Introduction/Background Standard treatment for patients with first platinum-sensitive relapse of epithelial ovarian cancer (EOC) is based on surgery and second-line systemic chemotherapy. Hyperthermic intra-peritoneal chemotherapy (HIPEC) is still considered an experimental treatment.

Methodology The CHIPOR international multicentre randomised phase III trial (NCT01376752), conducted in 31 institutions, enrolled patients with a first peritoneal sensitive relapse (platinum-free interval of ≥6 months) of EOC. Patients were treated with 6 cycles of platinum-based chemotherapy, followed by complete debulking cytoreductive surgery. Patients were enrolled after completing chemotherapy and intraoperatively randomly assigned to receive HIPEC (cisplatin 75 mg/m2 at 41°C for 60 min) or not. Randomisation was performed intra-operatively after complete (CC0-CC1) cytoreductive surgery. Stratification factors were centre, surgical outcome (no residual disease vs residual <0.25 cm), chemotherapy-free interval at relapse (6–12 vs 12¬–18 vs >18 months), and planned PARP inhibitor use (yes vs no). The primary endpoint was overall survival (OS). The target sample size was 404 evaluable patients, providing 80% power at 5% alpha after 268 deaths. Secondary endpoints included progression-free survival (PFS), quality of life and pain, safety, and postoperative (≤60 days after surgery) morbidity and mortality.

Results Between May 11, 2011, and May 14, 2021, 415 patients were randomised. Baseline characteristics were well balanced between treatment arms. At the data cutoff (8 January, 2023, median follow-up 6.2 years), 272 patients (65%) had died. Efficacy results (OS, PFS, time to subsequent therapy, post-operative mortality, morbidity, QoL) will be presented.

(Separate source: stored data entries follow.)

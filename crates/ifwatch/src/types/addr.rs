//! Address assignment body structure.

use crate::parse::{PResult, parse_u8, parse_u32};

/// Wire size of struct ifaddrmsg.
pub const IFADDR_LEN: usize = 8;

/// Interface address message body (struct ifaddrmsg).
#[derive(Debug, Clone, Copy, Default, PartialEq, Eq)]
pub struct IfAddrMsg {
    /// Address family (AF_INET, AF_INET6).
    pub ifa_family: u8,
    /// Prefix length.
    pub ifa_prefixlen: u8,
    /// Address flags (IFA_F_*).
    pub ifa_flags: u8,
    /// Address scope (RT_SCOPE_*).
    pub ifa_scope: u8,
    /// Interface index.
    pub ifa_index: u32,
}

/// Parse struct ifaddrmsg: `u8 family | u8 prefixlen | u8 flags | u8 scope |
/// u32 index`.
pub(crate) fn parse_ifaddrmsg(input: &mut &[u8]) -> PResult<IfAddrMsg> {
    let ifa_family = parse_u8(input)?;
    let ifa_prefixlen = parse_u8(input)?;
    let ifa_flags = parse_u8(input)?;
    let ifa_scope = parse_u8(input)?;
    let ifa_index = parse_u32(input)?;
    Ok(IfAddrMsg {
        ifa_family,
        ifa_prefixlen,
        ifa_flags,
        ifa_scope,
        ifa_index,
    })
}

/// Human-readable name of an address scope.
pub fn scope_name(scope: u8) -> &'static str {
    match scope {
        0 => "global",
        200 => "site",
        253 => "link",
        254 => "host",
        255 => "nowhere",
        _ => "unknown",
    }
}
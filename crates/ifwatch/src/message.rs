//! Netlink message header and packet framing.

use tracing::debug;
use zerocopy::{FromBytes, Immutable, IntoBytes, KnownLayout};

use crate::error::{Error, Result};

/// Size of the netlink message header.
pub const NLMSG_HDRLEN: usize = std::mem::size_of::<NlMsgHdr>();

/// Netlink message header (mirrors struct nlmsghdr).
#[repr(C)]
#[derive(Debug, Clone, Copy, Default, FromBytes, IntoBytes, Immutable, KnownLayout)]
pub struct NlMsgHdr {
    /// Length of message including header.
    pub nlmsg_len: u32,
    /// Message type.
    pub nlmsg_type: u16,
    /// Additional flags.
    pub nlmsg_flags: u16,
    /// Sequence number.
    pub nlmsg_seq: u32,
    /// Sending process port ID.
    pub nlmsg_pid: u32,
}

impl NlMsgHdr {
    /// Check if this message terminates a dump.
    pub fn is_done(&self) -> bool {
        self.nlmsg_type == NlMsgType::DONE
    }

    /// Convert header to bytes.
    pub fn as_bytes(&self) -> &[u8] {
        <Self as IntoBytes>::as_bytes(self)
    }

    /// Parse header from bytes.
    pub fn from_bytes(data: &[u8]) -> Result<&Self> {
        Self::ref_from_prefix(data)
            .map(|(r, _)| r)
            .map_err(|_| Error::Truncated {
                expected: std::mem::size_of::<Self>(),
                actual: data.len(),
            })
    }
}

/// Netlink message types handled by this crate.
pub struct NlMsgType;

impl NlMsgType {
    /// End of multipart message (dump terminator).
    pub const DONE: u16 = 3;

    /// A link was created or changed.
    pub const RTM_NEWLINK: u16 = 16;
    /// A link was deleted.
    pub const RTM_DELLINK: u16 = 17;
    /// Request a link dump.
    pub const RTM_GETLINK: u16 = 18;

    /// An address was added.
    pub const RTM_NEWADDR: u16 = 20;
    /// An address was removed.
    pub const RTM_DELADDR: u16 = 21;
    /// Request an address dump.
    pub const RTM_GETADDR: u16 = 22;
}

/// Netlink message flags.
pub const NLM_F_REQUEST: u16 = 0x01;

// Modifiers to GET requests
pub const NLM_F_ROOT: u16 = 0x100;
pub const NLM_F_MATCH: u16 = 0x200;
pub const NLM_F_DUMP: u16 = NLM_F_ROOT | NLM_F_MATCH;

/// rtgen_family for dump requests.
const AF_PACKET: u32 = 17;

/// Encode the fixed 20-byte dump request for `RTM_GETLINK` / `RTM_GETADDR`.
///
/// nlmsghdr with `NLM_F_REQUEST | NLM_F_DUMP`, seq 1, followed by a 4-byte
/// rtgenmsg body selecting AF_PACKET.
pub fn dump_request(msg_type: u16, pid: u32) -> Vec<u8> {
    let header = NlMsgHdr {
        nlmsg_len: (NLMSG_HDRLEN + 4) as u32,
        nlmsg_type: msg_type,
        nlmsg_flags: NLM_F_REQUEST | NLM_F_DUMP,
        nlmsg_seq: 1,
        nlmsg_pid: pid,
    };
    let mut buf = Vec::with_capacity(NLMSG_HDRLEN + 4);
    buf.extend_from_slice(header.as_bytes());
    buf.extend_from_slice(&AF_PACKET.to_le_bytes());
    buf
}

/// Iterator over the netlink messages in one socket read.
///
/// Each item is the message header plus the payload the header's declared
/// length covers. A header declaring more bytes than remain ends iteration;
/// the truncated tail is discarded, so later messages in the same read are
/// never mis-framed.
pub struct MessageIter<'a> {
    data: &'a [u8],
}

impl<'a> MessageIter<'a> {
    /// Create a new message iterator over one received packet.
    pub fn new(data: &'a [u8]) -> Self {
        Self { data }
    }
}

impl<'a> Iterator for MessageIter<'a> {
    type Item = (&'a NlMsgHdr, &'a [u8]);

    fn next(&mut self) -> Option<Self::Item> {
        let data = self.data;
        if data.len() < NLMSG_HDRLEN {
            return None;
        }

        let header = NlMsgHdr::from_bytes(data).ok()?;
        let msg_len = header.nlmsg_len as usize;
        if msg_len < NLMSG_HDRLEN || msg_len > data.len() {
            debug!(
                declared = msg_len,
                remaining = data.len(),
                "discarding truncated netlink message"
            );
            self.data = &[];
            return None;
        }

        let payload = &data[NLMSG_HDRLEN..msg_len];
        self.data = &data[msg_len..];
        Some((header, payload))
    }
}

Conclusion HIPEC significantly improves OS and peritoneal PFS of women with first platinum-sensitive relapse of EOC treated with second-line platinum-based CT followed by secondary complete cytoreductive surgery. Ongoing analyses, including patient reported outcome, BRCA status, bevacizumab exposure, and subsequent therapy, will be presented.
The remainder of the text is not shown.